9. It is the proseciftion's own case that the complainant reported the occurrence to Ghulam Rasul A.S.I. at village Mehrajke which is a fifteen minutes walk from the place of occurrence. Since the report was not lodged at the police station the ordinary presumption is that it was made at the spot after the preliminary investigation.
I have noted with great concern that in this case the Investigating Officer in his anxiety to build up a case resorted to padding.
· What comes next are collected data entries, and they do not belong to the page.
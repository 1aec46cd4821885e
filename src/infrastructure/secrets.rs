//! AES-256-GCM protection for the passwords kept in the config file.
//!
//! The key lives hex-encoded in its own file and is created on first use.
//! Ciphertexts are `hex(nonce || ciphertext || tag)`.

use std::{
    fs::{self, OpenOptions},
    io::{self, ErrorKind, Write},
    path::Path,
};

use aes_gcm::{
    aead::{Aead, AeadCore, KeyInit, OsRng},
    Aes256Gcm, Key, Nonce,
};
use rand::RngCore;
use thiserror::Error;

const KEY_LEN: usize = 32;
const NONCE_LEN: usize = 12;
const TAG_LEN: usize = 16;

#[derive(Debug, Error)]
pub enum SecretError {
    #[error("key file {path}: {source}")]
    KeyFile {
        path: String,
        #[source]
        source: io::Error,
    },
    #[error("key must be 32 hex encoded bytes")]
    InvalidKey,
    #[error("ciphertext is not valid hex")]
    InvalidEncoding,
    #[error("ciphertext is too short")]
    Truncated,
    #[error("encryption failed")]
    Encrypt,
    #[error("decryption failed, wrong key or corrupted ciphertext")]
    Decrypt,
    #[error("decrypted secret is not valid UTF-8")]
    NotUtf8,
}

#[derive(Clone)]
pub struct SecretKey {
    key: Key<Aes256Gcm>,
}

impl SecretKey {
    pub fn generate() -> Self {
        let mut bytes = [0u8; KEY_LEN];
        rand::thread_rng().fill_bytes(&mut bytes);
        Self {
            key: Key::<Aes256Gcm>::clone_from_slice(&bytes),
        }
    }

    pub fn from_hex(raw: &str) -> Result<Self, SecretError> {
        let bytes = hex::decode(raw.trim()).map_err(|_| SecretError::InvalidKey)?;
        if bytes.len() != KEY_LEN {
            return Err(SecretError::InvalidKey);
        }
        Ok(Self {
            key: Key::<Aes256Gcm>::clone_from_slice(&bytes),
        })
    }

    pub fn to_hex(&self) -> String {
        hex::encode(self.key.as_slice())
    }

    /// Reads the key file, writing a fresh key (mode 0600) when it does not exist.
    /// The flag tells whether a new key was created.
    pub fn load_or_create(path: &Path) -> Result<(Self, bool), SecretError> {
        let key_file_error = |source| SecretError::KeyFile {
            path: path.display().to_string(),
            source,
        };

        match fs::read_to_string(path) {
            Ok(raw) => Ok((Self::from_hex(&raw)?, false)),
            Err(err) if err.kind() == ErrorKind::NotFound => {
                if let Some(parent) = path.parent().filter(|p| !p.as_os_str().is_empty()) {
                    fs::create_dir_all(parent).map_err(key_file_error)?;
                }
                let key = Self::generate();
                let mut options = OpenOptions::new();
                options.write(true).create_new(true);
                #[cfg(unix)]
                {
                    use std::os::unix::fs::OpenOptionsExt;
                    options.mode(0o600);
                }
                let mut file = options.open(path).map_err(key_file_error)?;
                file.write_all(key.to_hex().as_bytes())
                    .map_err(key_file_error)?;
                Ok((key, true))
            }
            Err(err) => Err(key_file_error(err)),
        }
    }

    pub fn encrypt(&self, plaintext: &str) -> Result<String, SecretError> {
        let cipher = Aes256Gcm::new(&self.key);
        let nonce = Aes256Gcm::generate_nonce(&mut OsRng);
        let ciphertext = cipher
            .encrypt(&nonce, plaintext.as_bytes())
            .map_err(|_| SecretError::Encrypt)?;

        let mut sealed = Vec::with_capacity(NONCE_LEN + ciphertext.len());
        sealed.extend_from_slice(&nonce);
        sealed.extend_from_slice(&ciphertext);
        Ok(hex::encode(sealed))
    }

    pub fn decrypt(&self, encrypted: &str) -> Result<String, SecretError> {
        let sealed = hex::decode(encrypted.trim()).map_err(|_| SecretError::InvalidEncoding)?;
        if sealed.len() < NONCE_LEN + TAG_LEN {
            return Err(SecretError::Truncated);
        }
        let (nonce, ciphertext) = sealed.split_at(NONCE_LEN);
        let plaintext = Aes256Gcm::new(&self.key)
            .decrypt(Nonce::from_slice(nonce), ciphertext)
            .map_err(|_| SecretError::Decrypt)?;
        String::from_utf8(plaintext).map_err(|_| SecretError::NotUtf8)
    }
}

#[cfg(test)]
mod tests {
    use super::*;

    #[test]
    fn encrypted_password_opens_with_the_same_key_only() {
        let key = SecretKey::generate();
        let sealed = key.encrypt("correct horse").unwrap();
        assert_ne!(sealed, "correct horse");
        assert_eq!(key.decrypt(&sealed).unwrap(), "correct horse");

        let other = SecretKey::generate();
        assert!(matches!(other.decrypt(&sealed), Err(SecretError::Decrypt)));
        assert!(matches!(key.decrypt("zz"), Err(SecretError::InvalidEncoding)));
        assert!(matches!(key.decrypt("abcd"), Err(SecretError::Truncated)));
    }

    #[test]
    fn key_file_is_created_once() {
        let dir = tempfile::tempdir().unwrap();
        let path = dir.path().join("nested").join("eatspam.key");

        let (first, created) = SecretKey::load_or_create(&path).unwrap();
        assert!(created);
        let (second, created) = SecretKey::load_or_create(&path).unwrap();
        assert!(!created);
        assert_eq!(first.to_hex(), second.to_hex());

        #[cfg(unix)]
        {
            use std::os::unix::fs::PermissionsExt;
            let mode = fs::metadata(&path).unwrap().permissions().mode();
            assert_eq!(mode & 0o777, 0o600);
        }
    }

    #[test]
    fn malformed_key_is_rejected() {
        assert!(matches!(SecretKey::from_hex("abc"), Err(SecretError::InvalidKey)));
        assert!(matches!(SecretKey::from_hex("00ff"), Err(SecretError::InvalidKey)));
    }
}
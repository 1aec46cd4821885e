mod app;
mod classifier;
mod cli;
mod config;
mod dashboard;
mod domain;
mod infrastructure;
mod mailbox;
mod tasks;

use anyhow::Result;
use clap::Parser;
use cli::{Cli, Command};
use infrastructure::{directories, logging, secrets::SecretKey, shutdown};

#[tokio::main]
async fn main() -> Result<()> {
    dotenvy::dotenv().ok();
    let cli = Cli::parse();

    if let Some(Command::Encrypt { plaintext }) = &cli.command {
        let key_file = config::key_file_path(&cli);
        let (key, created) = SecretKey::load_or_create(&key_file)?;
        if created {
            eprintln!("created new key file {}", key_file.display());
        }
        println!("{}", key.encrypt(plaintext)?);
        return Ok(());
    }

    let config = config::load_config(&cli)?;
    let paths = directories::ensure_directories(&config)?;
    logging::init_tracing(&config.logging, &paths)?;
    match &config.config_file {
        Some(path) => tracing::info!(target: "config", file = %path.display(), "configuration loaded"),
        None => tracing::info!(target: "config", "no config file found, using defaults and environment"),
    }

    let shutdown = shutdown::Shutdown::new();
    shutdown::install_signal_handlers(shutdown.clone());

    let app = app::EatspamApp::initialize(config, paths, shutdown).await?;
    app.run().await
}
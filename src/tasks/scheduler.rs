use std::{sync::Arc, time::Duration};

use anyhow::Result;
use tokio_cron_scheduler::{Job, JobScheduler};

use crate::{infrastructure::shutdown::Shutdown, tasks::coordinator::Sweep};

/// Registers a sweep every `interval`. Ticks that land while a sweep is still
/// running are dropped by [`Sweep::run`].
pub async fn configure_sweep_job(
    interval: Duration,
    sweep: Arc<Sweep>,
    shutdown: Shutdown,
) -> Result<JobScheduler> {
    let scheduler = JobScheduler::new().await?;
    let job = Job::new_repeated_async(interval, move |_id, _l| {
        let sweep = sweep.clone();
        let listener = shutdown.subscribe();
        Box::pin(async move {
            if listener.is_triggered() {
                return;
            }
            tracing::info!(target: "scheduler", "sweep triggered");
            let summaries = sweep.run(&listener).await;
            tracing::debug!(target: "scheduler", accounts = summaries.len(), "sweep done");
        })
    })?;
    scheduler.add(job).await?;
    tracing::info!(target: "scheduler", interval = ?interval, "sweep job registered");
    scheduler.start().await?;
    Ok(scheduler)
}
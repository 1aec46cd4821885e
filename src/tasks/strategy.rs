use crate::domain::{
    ActionThresholds, Backend, Score, ScoreResult, Strategy, Verdict, VerdictFailure,
};

/// Reduces the per-backend results into one verdict. `None` means the backend
/// is disabled and was never asked.
pub fn decide(
    strategy: Strategy,
    thresholds: &ActionThresholds,
    primary: Option<ScoreResult>,
    secondary: Option<ScoreResult>,
) -> Verdict {
    match strategy {
        Strategy::Average => average(thresholds, primary, secondary),
        Strategy::Lowest => pick(primary, secondary, |p, s| p.score < s.score),
        Strategy::Highest => pick(primary, secondary, |p, s| p.score > s.score),
        Strategy::Spamd => single(strategy, Backend::Spamd, primary),
        Strategy::Rspamd => single(strategy, Backend::Rspamd, secondary),
    }
}

/// Collapses two optional results into the successful scores, or the failure
/// to report when none succeeded. The primary's failure wins over the secondary's.
fn successes(
    primary: Option<ScoreResult>,
    secondary: Option<ScoreResult>,
) -> Result<(Option<Score>, Option<Score>), VerdictFailure> {
    match (primary, secondary) {
        (None, None) => Err(VerdictFailure::NoBackendEnabled),
        (Some(Err(err)), None | Some(Err(_))) => Err(err.into()),
        (None, Some(Err(err))) => Err(err.into()),
        (primary, secondary) => Ok((
            primary.and_then(Result::ok),
            secondary.and_then(Result::ok),
        )),
    }
}

fn average(
    thresholds: &ActionThresholds,
    primary: Option<ScoreResult>,
    secondary: Option<ScoreResult>,
) -> Verdict {
    let score = match successes(primary, secondary) {
        Err(failure) => return Verdict::failed(failure),
        Ok((Some(p), Some(s))) => (p.score + s.score) / 2.0,
        Ok((Some(only), None)) | Ok((None, Some(only))) => only.score,
        Ok((None, None)) => return Verdict::failed(VerdictFailure::NoBackendEnabled),
    };
    Verdict::new(score, thresholds.action_for(score))
}

/// Keeps the primary when `prefer_primary` holds, otherwise the secondary.
fn pick(
    primary: Option<ScoreResult>,
    secondary: Option<ScoreResult>,
    prefer_primary: impl Fn(&Score, &Score) -> bool,
) -> Verdict {
    match successes(primary, secondary) {
        Err(failure) => Verdict::failed(failure),
        Ok((Some(p), Some(s))) => {
            if prefer_primary(&p, &s) {
                p.into()
            } else {
                s.into()
            }
        }
        Ok((Some(only), None)) | Ok((None, Some(only))) => only.into(),
        Ok((None, None)) => Verdict::failed(VerdictFailure::NoBackendEnabled),
    }
}

fn single(strategy: Strategy, backend: Backend, result: Option<ScoreResult>) -> Verdict {
    match result {
        None => Verdict::failed(VerdictFailure::BackendDisabled { strategy, backend }),
        Some(Ok(score)) => score.into(),
        Some(Err(err)) => Verdict::failed(err),
    }
}
use std::{io, time::Duration};

use async_trait::async_trait;
use tokio::{
    io::{AsyncReadExt, AsyncWriteExt},
    net::TcpStream,
    time::timeout,
};

use crate::{
    config::SpamdConfig,
    domain::{Backend, ClassifierError, Feedback, Score, ScoreResult, SpamAction},
};

use super::Classifier;

const PROTOCOL_VERSION: &str = "SPAMC/1.5";

/// Talks the SPAMC protocol to a SpamAssassin daemon.
pub struct SpamdClient {
    address: String,
    timeout: Duration,
}

impl SpamdClient {
    pub fn new(config: &SpamdConfig) -> Self {
        Self {
            address: format!("{}:{}", config.host, config.port),
            timeout: config.timeout,
        }
    }

    async fn exchange(&self, request: Vec<u8>) -> Result<String, ClassifierError> {
        let conversation = async {
            let mut stream = TcpStream::connect(&self.address).await?;
            stream.write_all(&request).await?;
            stream.shutdown().await?;
            let mut response = Vec::new();
            stream.read_to_end(&mut response).await?;
            Ok::<_, io::Error>(response)
        };

        match timeout(self.timeout, conversation).await {
            Ok(Ok(response)) => Ok(String::from_utf8_lossy(&response).into_owned()),
            Ok(Err(err)) => Err(ClassifierError::Transport {
                backend: Backend::Spamd,
                message: err.to_string(),
            }),
            Err(_) => Err(ClassifierError::Timeout {
                backend: Backend::Spamd,
                seconds: self.timeout.as_secs(),
            }),
        }
    }
}

#[async_trait]
impl Classifier for SpamdClient {
    fn backend(&self) -> Backend {
        Backend::Spamd
    }

    async fn score(&self, body: &[u8]) -> ScoreResult {
        let response = self.exchange(build_request("CHECK", &[], body)).await?;
        parse_check_response(&response)
    }

    async fn learn(&self, body: &[u8], feedback: Feedback) -> Result<(), ClassifierError> {
        let class = feedback.to_string();
        let headers = [("Message-class", class.as_str()), ("Set", "local")];
        let response = self.exchange(build_request("TELL", &headers, body)).await?;
        parse_status_line(&response).map(|_| ())
    }
}

pub(crate) fn build_request(command: &str, headers: &[(&str, &str)], body: &[u8]) -> Vec<u8> {
    let mut request = format!(
        "{command} {PROTOCOL_VERSION}\r\nContent-length: {}\r\n",
        body.len()
    );
    for (name, value) in headers {
        request.push_str(&format!("{name}: {value}\r\n"));
    }
    request.push_str("\r\n");
    let mut bytes = request.into_bytes();
    bytes.extend_from_slice(body);
    bytes
}

fn protocol_error(message: impl Into<String>) -> ClassifierError {
    ClassifierError::Protocol {
        backend: Backend::Spamd,
        message: message.into(),
    }
}

/// Checks `SPAMD/1.1 0 EX_OK` and returns the remaining lines.
fn parse_status_line(response: &str) -> Result<std::str::Lines<'_>, ClassifierError> {
    let mut lines = response.lines();
    let status = lines
        .next()
        .ok_or_else(|| protocol_error("empty response"))?;
    let mut parts = status.split_whitespace();
    match (parts.next(), parts.next()) {
        (Some(version), Some("0")) if version.starts_with("SPAMD/") => Ok(lines),
        (Some(version), Some(_)) if version.starts_with("SPAMD/") => {
            Err(protocol_error(format!("spamd refused request: {status}")))
        }
        _ => Err(protocol_error(format!("malformed status line `{status}`"))),
    }
}

/// Reads the `Spam: True ; 15.0 / 5.0` header of a CHECK response.
pub(crate) fn parse_check_response(response: &str) -> ScoreResult {
    let spam_header = parse_status_line(response)?
        .take_while(|line| !line.is_empty())
        .find_map(|line| {
            let (name, value) = line.split_once(':')?;
            name.trim().eq_ignore_ascii_case("Spam").then(|| value.trim())
        })
        .ok_or_else(|| protocol_error("missing Spam header"))?;

    let (flag, scores) = spam_header
        .split_once(';')
        .ok_or_else(|| protocol_error(format!("malformed Spam header `{spam_header}`")))?;
    let is_spam = matches!(flag.trim().to_ascii_lowercase().as_str(), "true" | "yes");
    let score = scores
        .split('/')
        .next()
        .and_then(|score| score.trim().parse::<f64>().ok())
        .filter(|score| score.is_finite())
        .ok_or_else(|| protocol_error(format!("malformed score in `{spam_header}`")))?;

    let action = if is_spam {
        SpamAction::Reject
    } else {
        SpamAction::NoAction
    };
    Ok(Score::new(score, Some(action)))
}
In cross -examination he stated that after recording the statement of the complainant in village Mehrajke, he started for the place of occurrence and covering the distance within fifteen minutes, reached there at 9‑00 p.m. He further stated: the first thing at the spot which I did was the preparation of injury statement Exh. P.L. and that of inquest report Exh.P.M'. He took 2/3 minutes in the preparation of the injury statement and 10/15 minutes in the preparation of the inquest‑report meaning thereby that both these documents were completed before 9‑30 p.m. The distance of Police Station Phillaura from village Mehrajke is 9/10 miles. The formal F.I.R. was recorded at the Police Station Phillaura at 10‑15 p.m. It is interested to note that the number of the F.I.R. is mentioned in the inquest‑report which, according to the Investigating Officer, had ‑been prepared before 9‑30 p.m. at the spot. This is a glaring example of bungling on the part of the Investigating Officer.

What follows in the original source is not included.